**Requirement**
If a line in the records contains the word "probe", count it; state the resulting number and nothing more.
[[ Material for this task, beginning ]]
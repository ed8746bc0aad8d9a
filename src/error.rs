//! Error taxonomy for the benchmark engine (§7 of the design).
//!
//! Core modules (`timer`, `hasher`, `stats`, `runner`, `comparator`) return the
//! specific typed variants below and never construct `Message`/`Anyhow` — those
//! two are reserved for CLI glue and report/golden I/O.

use thiserror::Error;

#[derive(Debug, Error)]
pub enum BenchError {
    /// Required argument missing.
    #[error("null pointer / missing required argument: {0}")]
    NullPtr(String),

    /// `measure_iterations=0`, `batch_size=0`, buffer too small, bad histogram
    /// range, update on a finalised hasher context, etc.
    #[error("invalid configuration: {0}")]
    InvalidConfig(String),

    /// The underlying clock could not be initialised.
    #[error("timer initialisation failed: {0}")]
    TimerInit(String),

    /// A clock read failed during the measurement loop.
    #[error("timer read failed: {0}")]
    TimerRead(String),

    /// An accumulator or the WCET bound saturated.
    #[error("integer overflow in {0}")]
    Overflow(String),

    /// Statistics were requested over zero samples.
    #[error("division by zero: {0}")]
    DivZero(String),

    /// The inference routine returned failure, or its output failed golden
    /// verification.
    #[error("verification failed: {0}")]
    VerifyFail(String),

    /// An optional hardware-counter probe failed.
    #[error("hardware counter read failed: {0}")]
    HwCounters(String),

    /// An optional environmental probe failed.
    #[error("environment read failed: {0}")]
    EnvRead(String),

    /// The golden reference file was missing or malformed.
    #[error("failed to load golden reference: {0}")]
    GoldenLoad(String),

    /// A file I/O operation failed.
    #[error("I/O error: {0}")]
    Io(String),

    /// A caller-provided buffer was smaller than required.
    #[error("out of memory: {0}")]
    OutOfMemory(String),

    /// CLI / glue-level string error, not part of the core's typed surface.
    #[error("{0}")]
    Message(String),

    #[error(transparent)]
    Anyhow(#[from] anyhow::Error),
}

pub type BenchResult<T> = Result<T, BenchError>;

impl From<std::io::Error> for BenchError {
    fn from(e: std::io::Error) -> Self {
        BenchError::Io(e.to_string())
    }
}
[[ Material for this task, end ]]
**Result for this exercise**
2